Now, I'm not totally on board with the "obesity epidemic" panic, but I'm prepared to believe that lots of people could stand to lose some or even a lot of weight. However, the ideal way to lose weight is to eat reasonable quantities of healthy foods and exercise moderately, not to hate your excess body fat until the sheer force of antagonism makes it disappear. Moreover, models are not spiritual guides or moral exercises. Their purpose is to look good while wearing or doing things that their employers want us to wear or do. When models are in ads for perfume or face cream, their looking like regular people might be a good thing (we can perhaps better imagine ourselves wearing that perfume or face cream) or a bad thing (they are no longer as incredibly glamorous and therefore we are less convinced that buying the product will make us incredibly glamorous), although I think this is probably a small effect. But when models are in ads for clothes (or articles about fashion or catalogs or web sites designed to sell clothes) there is an immediate effect: skinny models make the clothes look the way they would look on a skinny person. If you are not a skinny person, the clothes will not look that way on you. Some clothes look better on women with more shape (menswear-style shirts) and some clothes look worse (any dress without a waist). Given that one of the purposes of fashion magazines is to advise women on their clothing purchases, and the sole purpose of a clothing retailer's catalog or website is to induce those purchases, I think it would be a really good thing if models had a range of body types.

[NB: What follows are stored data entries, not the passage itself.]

//! APIARY token: minter roles, allocation limits, burning and the supply cap.

use crate::fixture::{assert_reverts, tokens, Protocol};
use apiary_contracts::errors::ApiaryError;
use odra::casper_types::U256;
use pretty_assertions::assert_eq;

#[test]
fn minters_are_bounded_by_allocation() {
    let mut p = Protocol::setup();
    p.apiary.add_minter(p.bob);
    p.apiary.set_allocation_limit(p.alice, tokens(100));
    assert!(p.apiary.is_minter(p.bob));

    p.env.set_caller(p.bob);
    assert_reverts(p.apiary.try_mint(p.alice, tokens(101)), ApiaryError::AllocationExceeded);
    assert_reverts(p.apiary.try_mint(p.bob, tokens(1)), ApiaryError::AllocationExceeded);
    p.apiary.mint(p.alice, tokens(60));
    assert_eq!(p.apiary.balance_of(p.alice), tokens(60));
    assert_eq!(p.apiary.allocation_limits(p.alice), tokens(40));

    p.env.set_caller(p.owner);
    p.apiary.remove_minter(p.bob);
    p.env.set_caller(p.bob);
    assert_reverts(p.apiary.try_mint(p.alice, tokens(1)), ApiaryError::UnauthorizedMinter);
}

#[test]
fn only_owner_manages_roles() {
    let mut p = Protocol::setup();
    p.env.set_caller(p.alice);
    assert_reverts(p.apiary.try_add_minter(p.alice), ApiaryError::Unauthorized);
    assert_reverts(
        p.apiary.try_set_allocation_limit(p.alice, tokens(1)),
        ApiaryError::Unauthorized,
    );

    p.env.set_caller(p.owner);
    p.apiary.transfer_ownership(p.alice);
    assert_eq!(p.apiary.get_owner(), Some(p.alice));
    assert_reverts(p.apiary.try_add_minter(p.bob), ApiaryError::Unauthorized);
}

#[test]
fn burn_from_spends_allowance() {
    let mut p = Protocol::setup();
    p.apiary.mint(p.alice, tokens(10));
    let supply = p.apiary.total_supply();

    p.env.set_caller(p.bob);
    assert_reverts(
        p.apiary.try_burn_from(p.alice, tokens(1)),
        ApiaryError::InsufficientAllowance,
    );

    p.env.set_caller(p.alice);
    p.apiary.approve(p.bob, tokens(4));
    p.env.set_caller(p.bob);
    p.apiary.burn_from(p.alice, tokens(4));
    assert_eq!(p.apiary.balance_of(p.alice), tokens(6));
    assert_eq!(p.apiary.allowance(p.alice, p.bob), U256::zero());
    assert_eq!(p.apiary.total_supply(), supply - tokens(4));

    p.env.set_caller(p.alice);
    assert_reverts(p.apiary.try_burn(tokens(7)), ApiaryError::InsufficientTokenBalance);
    p.apiary.burn(tokens(6));
    assert_eq!(p.apiary.balance_of(p.alice), U256::zero());
}

#[test]
fn supply_cap_limits_minting() {
    let mut p = Protocol::setup();
    let supply = p.apiary.total_supply();
    p.apiary.set_supply_cap(supply + tokens(5));

    assert_reverts(p.apiary.try_mint(p.alice, tokens(6)), ApiaryError::SupplyCapExceeded);
    p.apiary.mint(p.alice, tokens(5));
    assert_eq!(p.apiary.total_supply(), p.apiary.get_supply_cap());
}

Because, except at the highest reaches of fashion, where clothing is art, a garment that only looks good on 1% of the population is not a very good garment, at least for 99% of everybody. Using only skinny models encourages designers to make clothes that look good on skinny people, and makes it harder for women to get the information that the clothes won't look good on them and therefore harder for us to demand that retailers sell clothes that suit different types of frame.
Because - hard as it may be to glean this from all the debate about the aesthetic awfulness of models who look a little bit like human beings - the purpose of clothes is to fit our bodies. That is what they are designed for. It is not the purpose of our bodies to fit into clothes. It is the purpose of our bodies to run and breathe and eat and have sex. Not to fit into clothes that have been designed for totally different bodies, which in many cases are not healthy bodies, or clothes that have been designed with no reference to bodies at all.
That is why I am getting rid of my Banana Republic skirt. I have had it three years and have worn it, I think, twice. I bought it while shopping with my grandmother, who liked the store and wanted to get me something in it. I don't particularly like or dislike it; I chose it because I didn't like most of what the store contained and it was on sale. (It was still more expensive than almost any other garment I owned at the time.) The reason I don't wear it is partly because I don't wear many skirt and partly because it does not fit. Pathologically. It is both too tight and too loose, and appears to have been designed for some other type of being entirely, like a skirt-wearing man. I do not think any woman of my size could have the proportions required to fit into this skirt. It is a skinny-woman's skirt blown up for a normal-sized woman. Did they have any normal-sized women try it on before they started selling it?
So it is not a good skirt for me, and I should not have bought it. I kept it not because I was seriously planning a regime that would result in the skirt fitting better, but because it seemed like I should fit the skirt. If everything in my life were properly aligned, I thought, I would always go to bed on time and never want ice cream and magically my body would conform to the mold of a skirt that doesn't even resemble a shape I would like to be. It wasn't that I wanted my body to have the particular shape of the skirt; it was that I wanted my body to be something that the skirt would fit.
And then I wore it for the second time, and I was uncomfortable the whole evening. The skirt kept twisting and riding up and the extra fabric was bulging under my shirt. Fortunately, I was sitting in one place most of the night, but sitting there in a miserable skirt that cost too much money and never fit me and that I don't even like all that much, I realized the whole thing was ridiculous. It is a skirt. It is not a person. It is not a totem of some earlier, legendary, thinner time. It is a small piece of fabric that is utterly useless to me because it fails to conform to the shape of my body. The problem is not me; the problem is the skirt.
This is obvious to everyone with two brain cells. And yet all over the (Western?) world there are women whose closets contain garments that do not fit them, that do not look good on them, that do not make them happy. We keep these garments not because we can't replace them but because we believe, somehow, that it is our bodies' job to fit into them. And this is silly. We do not buy glasses that are the wrong prescription for our eyes and insist that we should be able to see with them. We do not buy books in languages we don't speak and then feel bad that we can't read them. And yet, somehow, when we have a pair of pants that clearly has the wrong amount of fabric for our frame, or a skirt that ends at a weird spot on our legs, we insist that it is our bodies - even if they are healthy and happy, even if we are satisfied with them outside the context of the garment - that are flawed and not the silly, arbitrary, fueled-by-consumerism-and-outsourcing-and-fashion-industry-peculiarities piece of fabric that should be designed to celebrate them.
Okay. I am done ranting for the day.